WHAT IS BEING ASKED >> Each line of the listing below, from the very first to the one that contains "use self::atlas::GlyphAtlas;", is to be retyped exactly as it stands.
########################################
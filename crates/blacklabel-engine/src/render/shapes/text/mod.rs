//! Text overlay: fontdue lays out each run, glyphs are cached in an atlas and
//! drawn as textured quads tinted with the run color.

mod atlas;

use bytemuck::{Pod, Zeroable};
use fontdue::layout::{CoordinateSystem, GlyphRasterConfig, Layout, LayoutSettings, TextStyle};

use crate::draw::shapes::text::TextCmd;
use crate::draw::{DrawCmd, DrawList};
use crate::render::{RenderCtx, RenderTarget};
use crate::text::FontSystem;

use self::atlas::GlyphAtlas;
use super::common::{Instance, InstanceBuffer, UnitQuad, ViewportUniform, draw_overlay, overlay_pipeline};

struct TextGpu {
    format: wgpu::TextureFormat,
    pipeline: wgpu::RenderPipeline,
    bind_group: wgpu::BindGroup,
    viewport_ubo: wgpu::Buffer,
    quad: UnitQuad,
}

impl TextGpu {
    fn build(ctx: &RenderCtx<'_>, atlas: &GlyphAtlas) -> Self {
        let device = ctx.device;
        let bgl = device.create_bind_group_layout(&wgpu::BindGroupLayoutDescriptor {
            label: Some("blacklabel text bgl"),
            entries: &[
                ViewportUniform::layout_entry(),
                wgpu::BindGroupLayoutEntry {
                    binding: 1,
                    visibility: wgpu::ShaderStages::FRAGMENT,
                    ty: wgpu::BindingType::Texture {
                        sample_type: wgpu::TextureSampleType::Float { filterable: true },
                        view_dimension: wgpu::TextureViewDimension::D2,
                        multisampled: false,
                    },
                    count: None,
                },
                wgpu::BindGroupLayoutEntry {
                    binding: 2,
                    visibility: wgpu::ShaderStages::FRAGMENT,
                    ty: wgpu::BindingType::Sampler(wgpu::SamplerBindingType::Filtering),
                    count: None,
                },
            ],
        });
        let pipeline = overlay_pipeline::<GlyphInstance>(
            ctx,
            "blacklabel text pipeline",
            include_str!("../shaders/text.wgsl"),
            &bgl,
        );

        let viewport_ubo = ViewportUniform::create_buffer(device, "blacklabel text viewport");
        let bind_group = device.create_bind_group(&wgpu::BindGroupDescriptor {
            label: Some("blacklabel text bind group"),
            layout: &bgl,
            entries: &[
                wgpu::BindGroupEntry { binding: 0, resource: viewport_ubo.as_entire_binding() },
                wgpu::BindGroupEntry {
                    binding: 1,
                    resource: wgpu::BindingResource::TextureView(atlas.view()),
                },
                wgpu::BindGroupEntry {
                    binding: 2,
                    resource: wgpu::BindingResource::Sampler(atlas.sampler()),
                },
            ],
        });

        Self {
            format: ctx.surface_format,
            pipeline,
            bind_group,
            viewport_ubo,
            quad: UnitQuad::new(device),
        }
    }
}

/// Renderer for `DrawCmd::Text`.
///
/// The atlas lives as long as the renderer; a surface format change only
/// rebuilds the pipeline.
pub struct TextRenderer {
    atlas: Option<GlyphAtlas>,
    gpu: Option<TextGpu>,
    instances: InstanceBuffer<GlyphInstance>,
    layout: Layout<()>,
}

impl Default for TextRenderer {
    fn default() -> Self {
        Self {
            atlas: None,
            gpu: None,
            instances: InstanceBuffer::new("blacklabel glyph instances"),
            layout: Layout::new(CoordinateSystem::PositiveYDown),
        }
    }
}

impl TextRenderer {
    pub fn new() -> Self {
        Self::default()
    }

    /// Draws every `DrawCmd::Text` in `draw_list`, back to front. Runs that
    /// name a font `fonts` does not know are skipped with a warning.
    pub fn render(
        &mut self,
        ctx: &RenderCtx<'_>,
        target: &mut RenderTarget<'_>,
        draw_list: &mut DrawList,
        fonts: &FontSystem,
    ) {
        let runs: Vec<TextCmd> = draw_list
            .iter_in_paint_order()
            .filter_map(|item| match &item.cmd {
                DrawCmd::Text(run) if run.color.a > 0.0 && !run.text.is_empty() => {
                    Some(run.clone())
                }
                _ => None,
            })
            .collect();
        if runs.is_empty() {
            return;
        }

        let atlas = self.atlas.get_or_insert_with(|| GlyphAtlas::new(ctx.device));
        let mut glyphs = Vec::new();
        for run in &runs {
            let Some(font) = fonts.get(run.font) else {
                log::warn!("text run uses unknown {:?}; skipped", run.font);
                continue;
            };
            for placed in place_run(&mut self.layout, font, run) {
                let Some(uv) = atlas.lookup(ctx.queue, font, placed.key) else { continue };
                glyphs.push(GlyphInstance {
                    dst_min: placed.min,
                    dst_max: placed.max,
                    uv_min: uv.min,
                    uv_max: uv.max,
                    color: run.color.to_array(),
                });
            }
        }
        if glyphs.is_empty() {
            return;
        }

        if self.gpu.as_ref().map(|g| g.format) != Some(ctx.surface_format) {
            self.gpu = Some(TextGpu::build(ctx, atlas));
        }
        let Some(gpu) = self.gpu.as_ref() else { return };

        let uniform = ViewportUniform::new(ctx.viewport);
        ctx.queue.write_buffer(&gpu.viewport_ubo, 0, bytemuck::bytes_of(&uniform));
        let instances = self.instances.upload(ctx, &glyphs);

        draw_overlay(
            target,
            "blacklabel text pass",
            &gpu.pipeline,
            &gpu.bind_group,
            &gpu.quad,
            instances,
            glyphs.len(),
        );
    }
}

/// A laid-out glyph in logical pixels.
struct PlacedGlyph {
    key: GlyphRasterConfig,
    min: [f32; 2],
    max: [f32; 2],
}

/// Lays `run` out at its origin, wrapping at `max_width`. Whitespace and
/// other blank glyphs are left out.
fn place_run(layout: &mut Layout<()>, font: &fontdue::Font, run: &TextCmd) -> Vec<PlacedGlyph> {
    layout.reset(&LayoutSettings {
        x: run.origin.x,
        y: run.origin.y,
        max_width: run.max_width,
        ..LayoutSettings::default()
    });
    layout.append(&[font], &TextStyle::new(&run.text, run.size, 0));

    layout
        .glyphs()
        .iter()
        .filter(|g| g.char_data.rasterize() && g.width > 0 && g.height > 0)
        .map(|g| PlacedGlyph {
            key: g.key,
            min: [g.x, g.y],
            max: [g.x + g.width as f32, g.y + g.height as f32],
        })
        .collect()
}

#[repr(C)]
#[derive(Debug, Copy, Clone, Pod, Zeroable)]
struct GlyphInstance {
    dst_min: [f32; 2],
    dst_max: [f32; 2],
    uv_min: [f32; 2],
    uv_max: [f32; 2],
    color: [f32; 4],
}

const GLYPH_ATTRS: [wgpu::VertexAttribute; 5] = wgpu::vertex_attr_array![
    1 => Float32x2,
    2 => Float32x2,
    3 => Float32x2,
    4 => Float32x2,
    5 => Float32x4
];

impl Instance for GlyphInstance {
    fn layout() -> wgpu::VertexBufferLayout<'static> {
        wgpu::VertexBufferLayout {
            array_stride: std::mem::size_of::<GlyphInstance>() as u64,
            step_mode: wgpu::VertexStepMode::Instance,
            attributes: &GLYPH_ATTRS,
        }
    }
}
########################################
PROBLEM SOLUTION >>
filename crates/blacklabel-engine/src/render/shapes/text/mod.rs
//! Text overlay: fontdue lays out each run, glyphs are cached in an atlas and
//! drawn as textured quads tinted with the run color.

mod atlas;

use bytemuck::{Pod, Zeroable};
use fontdue::layout::{CoordinateSystem, GlyphRasterConfig, Layout, LayoutSettings, TextStyle};

use crate::draw::shapes::text::TextCmd;
use crate::draw::{DrawCmd, DrawList};
use crate::render::{RenderCtx, RenderTarget};
use crate::text::FontSystem;

use self::atlas::GlyphAtlas;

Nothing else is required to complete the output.